HER HONOUR: These are proceedings for defamation commenced by Mr Oscar Kazal against the publisher of The Sydney Morning Herald arising out of two articles published as long ago as 2013. The proceedings were commenced in 2014 and have moved more slowly than is customary for proceedings in this list for a number of reasons to which I will return.
The proceedings came before me yesterday to determine any dispute as to future interlocutory steps (as contemplated in the Defamation List Practice Note SC CL 4) and also for the hearing of an application by the defendants for leave to amend the defence. At the conclusion of argument as to the proposed amended defence, I indicated my ruling so as to inform the hearing of the remaining issues argued yesterday. I reserved my reasons as the other business of the defamation list precluded time to both give a judgment and hear the remaining argument.
This judgment records my reasons for allowing the amendment and also gives my rulings as to the further interlocutory steps sought, to the extent that they remained in dispute at the conclusion of argument.
The current pleading on the part of the plaintiff is the third further amended statement of claim filed 22 August 2018. The defence to that claim was filed on the same day.

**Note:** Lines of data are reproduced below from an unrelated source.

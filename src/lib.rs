// Library interface for readnext modules
// This allows tests and other binaries to import modules

pub mod collector;
pub mod config;
pub mod llm;
pub mod present;
pub mod recommend;
pub mod state;

use anyhow::Result;
use std::io::{BufRead, Write};

use crate::llm::LlmProvider;
use crate::state::SessionState;

/// Fixed linear pipeline: collect history, generate recommendations, display
/// results. One execution per process invocation; the session state is
/// returned so callers (tests) can inspect it.
pub async fn run_pipeline<R: BufRead, W: Write>(
    provider: &dyn LlmProvider,
    input: &mut R,
    output: &mut W,
) -> Result<SessionState> {
    let mut state = SessionState::new();
    collector::collect_history(&mut state, input, output)?;
    recommend::generate_recommendations(&mut state, provider).await?;
    present::display_results(&state, output)?;
    Ok(state)
}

Relevantly, for present purposes, one of the imputations specified in respect of the second of the two matters complained of is imputation 16(d):
"the Plaintiff arranged for a private investigator to follow Rodric David's wife and children in order to attempt to intimidate Rodric David, a former business partner of the Plaintiff's family."
The existing defence pleads the defence of truth to that imputation and provides a number of particulars in support of that truth defence. The proposed amendment argued yesterday, apart from minor cosmetic amendments, is intended to provide additional particulars in support of that part of the truth defence. Importantly, the proposed amendment does not otherwise raise any new defence or new issue in the proceedings.

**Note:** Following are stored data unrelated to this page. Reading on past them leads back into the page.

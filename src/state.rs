/// In-memory record for one run: the collected reading history and the
/// generated recommendations. Created fresh at startup, mutated in place by
/// each pipeline stage, dropped at process exit.
#[derive(Debug, Clone, Default)]
pub struct SessionState {
    /// Free-text descriptions of articles the user has read, in input order.
    /// Append-only during collection.
    pub read_articles: Vec<String>,
    /// Recommendation blocks from the model. Empty until generation has run.
    pub recommendations: Vec<String>,
}

impl SessionState {
    pub fn new() -> Self {
        Self::default()
    }
}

The amendment was opposed by the plaintiff on two grounds. First, it was submitted that, when regard was had to the proposed new particulars, they could be seen as having insufficient strength to warrant allowing the additional matters to be pleaded at this stage. Secondly, the plaintiff opposed the amendment on discretionary grounds.

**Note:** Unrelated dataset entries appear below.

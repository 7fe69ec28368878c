//! Greedy processing order.

use crate::item::Item;
use std::cmp::Ordering;

/// Returns indices into `items`, highest ratio first.
///
/// The sort is stable: items with equal ratio keep their input order.
/// The caller's slice is left untouched.
pub fn ratio_order(items: &[Item]) -> Vec<usize> {
    let ratios: Vec<f64> = items.iter().map(Item::ratio).collect();
    let mut indices: Vec<usize> = (0..items.len()).collect();
    indices.sort_by(|&a, &b| descending(ratios[a], ratios[b]));
    indices
}

/// Descending order on ratios. Both are finite and positive because
/// [`Item::new`] enforces it, so `total_cmp` agrees with `partial_cmp`.
fn descending(a: f64, b: f64) -> Ordering {
    b.total_cmp(&a)
}
//! Summary statistics and text rendering of a solve.

use crate::item::Item;
use crate::knapsack::Solution;
use std::fmt;

/// Derived statistics for one solve.
#[derive(Debug, Clone, Copy, PartialEq)]
#[cfg_attr(feature = "serde", derive(serde::Serialize, serde::Deserialize))]
pub struct Summary {
    pub capacity: f64,
    pub total_value: f64,
    /// Sum of every input item's value.
    pub total_possible_value: f64,
    pub total_weight: f64,
    pub unallocated_value: f64,
    /// `total_value / total_possible_value * 100`; 0 when nothing was offered.
    pub efficiency_pct: f64,
    /// `total_weight / capacity * 100`.
    pub utilization_pct: f64,
    /// Items that received any capacity.
    pub selected: usize,
    pub available: usize,
}

impl Summary {
    /// Computes statistics for `solution`, which must come from `items`.
    pub fn new(solution: &Solution, items: &[Item]) -> Self {
        let total_possible_value: f64 = items.iter().map(Item::value).sum();
        let total_weight = solution.total_weight();
        let efficiency_pct = if total_possible_value > 0.0 {
            solution.total_value / total_possible_value * 100.0
        } else {
            0.0
        };
        let utilization_pct = if solution.capacity > 0.0 {
            total_weight / solution.capacity * 100.0
        } else {
            0.0
        };

        Self {
            capacity: solution.capacity,
            total_value: solution.total_value,
            total_possible_value,
            total_weight,
            unallocated_value: solution.unallocated_value(),
            efficiency_pct,
            utilization_pct,
            selected: solution.allocations.len(),
            available: items.len(),
        }
    }
}

const RULE_WIDTH: usize = 50;
const TABLE_WIDTH: usize = 75;

/// Human-readable report of a solve.
///
/// # Examples
///
/// ```
/// use u_knapsack::item::Item;
/// use u_knapsack::knapsack::solve;
/// use u_knapsack::report::Report;
///
/// let items = vec![Item::new("A", 60.0, 10.0).unwrap()];
/// let solution = solve(&items, 50.0).unwrap();
/// let text = Report::new(&solution, &items).to_string();
/// assert!(text.contains("All items fully allocated!"));
/// ```
#[derive(Debug, Clone)]
pub struct Report<'a> {
    pub summary: Summary,
    solution: &'a Solution,
}

impl<'a> Report<'a> {
    pub fn new(solution: &'a Solution, items: &[Item]) -> Self {
        Self {
            summary: Summary::new(solution, items),
            solution,
        }
    }
}

impl fmt::Display for Report<'_> {
    fn fmt(&self, f: &mut fmt::Formatter<'_>) -> fmt::Result {
        let s = &self.summary;
        let heavy = "=".repeat(RULE_WIDTH);
        let light = "─".repeat(TABLE_WIDTH);

        writeln!(f, "{heavy}")?;
        writeln!(f, "ALLOCATION RESULTS")?;
        writeln!(f, "{heavy}")?;
        writeln!(f)?;
        writeln!(
            f,
            "Total Urgency Score Achieved: {:.2} / {:.2}",
            s.total_value, s.total_possible_value
        )?;
        writeln!(
            f,
            "Total Weight Allocated: {:.2} kg / {:.2} kg ({:.1}%)",
            s.total_weight, s.capacity, s.utilization_pct
        )?;
        writeln!(
            f,
            "Value Efficiency: {:.1}% of total possible urgency",
            s.efficiency_pct
        )?;
        writeln!(
            f,
            "Items Fully/Partially Selected: {} / {}",
            s.selected, s.available
        )?;

        if !self.solution.allocations.is_empty() {
            writeln!(f)?;
            writeln!(f, "{light}")?;
            writeln!(
                f,
                "{:<20} {:<15} {:<15} {:<10} Ratio",
                "Item", "Weight", "Fraction", "Value"
            )?;
            writeln!(f, "{light}")?;
            for allocation in &self.solution.allocations {
                writeln!(f, "{allocation}")?;
            }
            writeln!(f, "{light}")?;
        }

        writeln!(f)?;
        if self.solution.unallocated.is_empty() {
            writeln!(f, "All items fully allocated!")?;
        } else {
            writeln!(
                f,
                "ITEMS NOT FULLY ALLOCATED (lower priority/no capacity):"
            )?;
            for portion in &self.solution.unallocated {
                writeln!(f, "  - {portion}")?;
            }
            writeln!(f)?;
            writeln!(f, "  Total Unallocated Value: {:.2}", s.unallocated_value)?;
        }
        Ok(())
    }
}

As to the strength of the proposed new particulars, with great respect to Mr Smark SC, who appears for the plaintiff, the submission reflected an atomised approach the adoption of which Mr Smark expressly disavowed. Mr Smark noted that individual particulars, considered individually, did not make any substantiative assertion against the plaintiff, Mr Oscar Kazal, as opposed to other members of his family.
However, it is clear from a consideration of the whole of the material appearing in the proposed amended defence at paragraphs 16.68-16.88 that the defendants seek to bring forward a number of disparate circumstances, the combination of which will be relied upon to give rise to the inferences set out in paragraph 16.88. As the terms of the imputation set out above indicate, it is clear that there will be a contest at the trial as to the involvement of the plaintiff in particular in arranging for the services of a private investigator who followed Rodric David's wife and children.
From the material I have seen, not only in the pleading but in documents appended to the proposed interrogatories, there does not appear to be any dispute as to the fact that a private investigator was retained to follow Rodric David's wife and children. The inferential matter which will be sought to be established by the defendants at trial is whether the plaintiff, in particular, had any involvement in arranging for that to occur; and separately whether the purpose of doing so was to attempt to intimidate Mr David. Certainly, individual particulars considered individually may appear to add little to that conclusion. Perhaps the best example is particular 16.73A, which is one of the proposed amended particulars, as follows:
"The Plaintiff was, from 28 August 1997 to 16 July 2014, a director and secretary of Omiz Pty Ltd ACN 079 907 752, formerly known as International Protection Services Pty Ltd (from 11 September 1997 to 19 February 2007). At material times, the shareholders of Omiz Pty Limited were the Plaintiff and Kazal Bros Pty Limited, which each had a 50% shareholding. Omiz Pty Limited at material times traded under the name of IPS Security."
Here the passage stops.